The budget end of the hotel market has rarely been known for its sense of style. And North American business Motel 6 was no exception – until now, that is.
The 1015-strong chain is ditching its deep blue carpets and rabid bedspreads in favour of single-colour chic and hardwood flooring.
It’s part of a trend, with other purveyors of low-cost accommodation upping their game, eschewing carpets and adopting wooden floors. But Motel 6’s revamp goes far beyond soft furnishings. Its $45 (£28) a night rooms are being completely remodelled, courtesy of Priestman Goode.
By designing the rooms to be longer and narrower, more can fit along a corridor, and the interior layout can be improved. Hence the ’wall’ that houses the all-important flat-screen TV, clothes storage and the main room light. The towels are rolled and stored in a series of circular holes on one side of the bathroom mirror.
As well as improving the look and functionality of the rooms, the new design reduces construction and materials costs, and makes them more durable and serviceable. The fit out – furniture, fixtures and equipment – is costing $4000 (£2500) a room, excluding labour.
This major revamp is being overseen by Jeffrey Palmer, who joined Motel 6 as senior vice-president of sales and marketing in 2007, and is jointly responsible for the brand’s strategic direction.
Palmer, who studied American Literature at Yale University, has more than 20 years’ experience as a senior-level executive in marketing, advertising and sales for Fortune 100 companies The Home Depot, Pep Boys and Circuit City.
With its headquarters in Addison, Texas, 48-year-old Motel 6 is a big chain owned by a bigger parent company, Accor Worldwide. Accor has more than 4100 hotels across 90 countries under brands such as Sofitel, Novotel, Mercure, Ibis and Etap Hotel. This last has already undergone a room redesign by Priestman Goode.
With such a big stable of properties, it’s no surprise that the Motel 6 process involved a number of focus groups – a dozen, in fact.
’The focus groups were shown different room concepts, and very quickly gravitated towards the Priestman Goode design,’ says Palmer.
At this point, the London group was up against some home-grown competition: Powell Design Group from Orlando, Florida, GH2 Architects in Tulsa, Oklahoma, and Boka Powell from Dallas, Texas. However, this last group didn’t go away empty-handed, as it is the architect of the new-build Motel 6 in North Lake outside Dallas.
’We have our own design team based in Texas – two architects and three graphic designers – but we went outside for the room design to find someone with true expertise in designing small spaces,’ Palmer explains. Priestman Goode’s history of working on airline cabins stood it in good stead.

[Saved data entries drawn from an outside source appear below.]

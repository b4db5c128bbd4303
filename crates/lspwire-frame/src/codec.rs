use bytes::{Buf, BufMut, Bytes, BytesMut};

use crate::error::{FrameError, Result};
use crate::message::Message;

/// Header terminator: an empty line after the last header.
pub const HEADER_TERMINATOR: &[u8] = b"\r\n\r\n";

/// Name of the only required header (matched case-insensitively).
pub const CONTENT_LENGTH: &str = "Content-Length";

/// Default maximum payload size: 16 MiB.
pub const DEFAULT_MAX_PAYLOAD: usize = 16 * 1024 * 1024;

/// Default maximum size of the header block: 8 KiB.
pub const DEFAULT_MAX_HEADER: usize = 8 * 1024;

/// Configuration for the frame codec.
#[derive(Debug, Clone)]
pub struct FrameConfig {
    /// Maximum body size in bytes. Default: 16 MiB.
    pub max_payload_size: usize,
    /// Maximum header block size in bytes. Default: 8 KiB.
    pub max_header_size: usize,
}

impl Default for FrameConfig {
    fn default() -> Self {
        Self {
            max_payload_size: DEFAULT_MAX_PAYLOAD,
            max_header_size: DEFAULT_MAX_HEADER,
        }
    }
}

/// Encode a body into the wire format.
///
/// Wire format:
/// ```text
/// Content-Length: <N>\r\n
/// \r\n
/// <N bytes of UTF-8 JSON>
/// ```
pub fn encode_frame(body: &[u8], dst: &mut BytesMut) {
    let header = format!("{CONTENT_LENGTH}: {}\r\n\r\n", body.len());
    dst.reserve(header.len() + body.len());
    dst.put_slice(header.as_bytes());
    dst.put_slice(body);
}

/// Serialize a message and append its frame to `dst`.
pub fn encode_message(message: &Message, dst: &mut BytesMut, max_payload: usize) -> Result<()> {
    let body = message.to_vec()?;
    if body.len() > max_payload {
        return Err(FrameError::PayloadTooLarge {
            size: body.len(),
            max: max_payload,
        });
    }
    encode_frame(&body, dst);
    Ok(())
}

/// Decode one frame body from a buffer.
///
/// Returns `Ok(None)` if the buffer doesn't contain a complete frame yet.
/// On success, consumes the header block and body from the buffer. Errors
/// from here are header errors and leave the buffer untouched.
pub fn decode_frame(src: &mut BytesMut, config: &FrameConfig) -> Result<Option<Bytes>> {
    let Some(header_len) = find_terminator(src) else {
        if src.len() > config.max_header_size + HEADER_TERMINATOR.len() {
            return Err(FrameError::HeaderTooLarge {
                max: config.max_header_size,
            });
        }
        return Ok(None);
    };

    if header_len > config.max_header_size {
        return Err(FrameError::HeaderTooLarge {
            max: config.max_header_size,
        });
    }

    let body_len = parse_content_length(&src[..header_len])?;
    if body_len > config.max_payload_size {
        return Err(FrameError::PayloadTooLarge {
            size: body_len,
            max: config.max_payload_size,
        });
    }

    let body_start = header_len + HEADER_TERMINATOR.len();
    if src.len() < body_start + body_len {
        return Ok(None);
    }

    src.advance(body_start);
    Ok(Some(src.split_to(body_len).freeze()))
}

fn find_terminator(src: &[u8]) -> Option<usize> {
    src.windows(HEADER_TERMINATOR.len())
        .position(|window| window == HEADER_TERMINATOR)
}

/// Extract `Content-Length` from a header block (without terminator).
///
/// Unknown headers are ignored. If the header repeats, the last one wins.
pub fn parse_content_length(block: &[u8]) -> Result<usize> {
    let mut content_length = None;

    for line in block.split(|b| *b == b'\n') {
        let line = line.strip_suffix(b"\r").unwrap_or(line);
        if line.is_empty() {
            continue;
        }
        if !line.is_ascii() {
            return Err(FrameError::InvalidHeader(
                String::from_utf8_lossy(line).into_owned(),
            ));
        }
        // ASCII checked above.
        let line = std::str::from_utf8(line)
            .map_err(|_| FrameError::InvalidHeader(String::from_utf8_lossy(line).into_owned()))?;
        let Some((name, value)) = line.split_once(':') else {
            return Err(FrameError::InvalidHeader(line.to_string()));
        };
        if name.trim().eq_ignore_ascii_case(CONTENT_LENGTH) {
            let value = value.trim();
            let parsed = value
                .parse::<usize>()
                .map_err(|_| FrameError::InvalidContentLength(value.to_string()))?;
            content_length = Some(parsed);
        }
    }

    content_length.ok_or(FrameError::MissingContentLength)
}

#[cfg(feature = "async")]
pub use self::async_codec::LspCodec;

#[cfg(feature = "async")]
mod async_codec {
    use bytes::BytesMut;
    use tokio_util::codec::{Decoder, Encoder};

    use super::{decode_frame, encode_message, FrameConfig};
    use crate::error::{FrameError, Result};
    use crate::message::Message;

    /// `tokio_util` codec for Content-Length framed JSON-RPC.
    ///
    /// Items are `Result<Message>`: a body that fails to parse is yielded as
    /// an `Err` item and the stream continues with the next frame. Only
    /// header and I/O failures end a `FramedRead`.
    #[derive(Debug, Clone, Default)]
    pub struct LspCodec {
        config: FrameConfig,
    }

    impl LspCodec {
        /// Create a codec with default limits.
        pub fn new() -> Self {
            Self::default()
        }

        /// Create a codec with explicit limits.
        pub fn with_config(config: FrameConfig) -> Self {
            Self { config }
        }
    }

    impl Decoder for LspCodec {
        type Item = Result<Message>;
        type Error = FrameError;

        fn decode(&mut self, src: &mut BytesMut) -> Result<Option<Self::Item>> {
            Ok(decode_frame(src, &self.config)?.map(|body| Message::from_slice(&body)))
        }

        fn decode_eof(&mut self, buf: &mut BytesMut) -> Result<Option<Self::Item>> {
            match self.decode(buf)? {
                Some(item) => Ok(Some(item)),
                None if buf.is_empty() => Ok(None),
                None => Err(FrameError::ConnectionClosed),
            }
        }
    }

    impl Encoder<Message> for LspCodec {
        type Error = FrameError;

        fn encode(&mut self, item: Message, dst: &mut BytesMut) -> Result<()> {
            encode_message(&item, dst, self.config.max_payload_size)
        }
    }

    impl Encoder<&Message> for LspCodec {
        type Error = FrameError;

        fn encode(&mut self, item: &Message, dst: &mut BytesMut) -> Result<()> {
            encode_message(item, dst, self.config.max_payload_size)
        }
    }
}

Palmer explains that the consultancy’s styling and radical reuse of space has gone on to have an impact on the chain’s image. ’We’re very well known in the US, and the new design enabled us to reposition Motel 6 in consumers’ minds,’ he says.
The previous room design must have been considered bland, boring and spartan at best, but suddenly the focus groups were throwing up phrases like Euro chic, modern, up-to-date and stylish. ’We felt we could hit upon consumers who hadn’t used Motel 6 before,’ Palmer adds. In the US, Motel 6 is a byword for low-cost accommodation, though Palmer admits that, with the new positioning, ’We’d love to get a higher average daily rate.’
In fact, the redesign is about adding more value for guests, and in turn improving the occupancy rate, which stands at 68 per cent.
The new rooms are only part of Palmer’s story. He’s also overseen a reworking of the 15-year-old identity, along with internal and external signage. ’We wanted to signify to our guests that there was something different behind the doors,’ he says. Envision Group in California – which also revamped the chain’s website – applied the logo’s existing colours to a new graphic design.
More than 70 locations have now been renovated, with more than 900 to go. When the big decisions over Motel 6’s future were being made, it took up almost 30 per cent of Palmer’s time. ’Now it’s down to nothing,’ he says, and Palmer is back to his day job of working on the development and execution of communications campaigns, the execution of media buying, and directing online initiatives, as well as seeking promotional partners and sponsorship opportunities. So he’s hardly putting his feet up.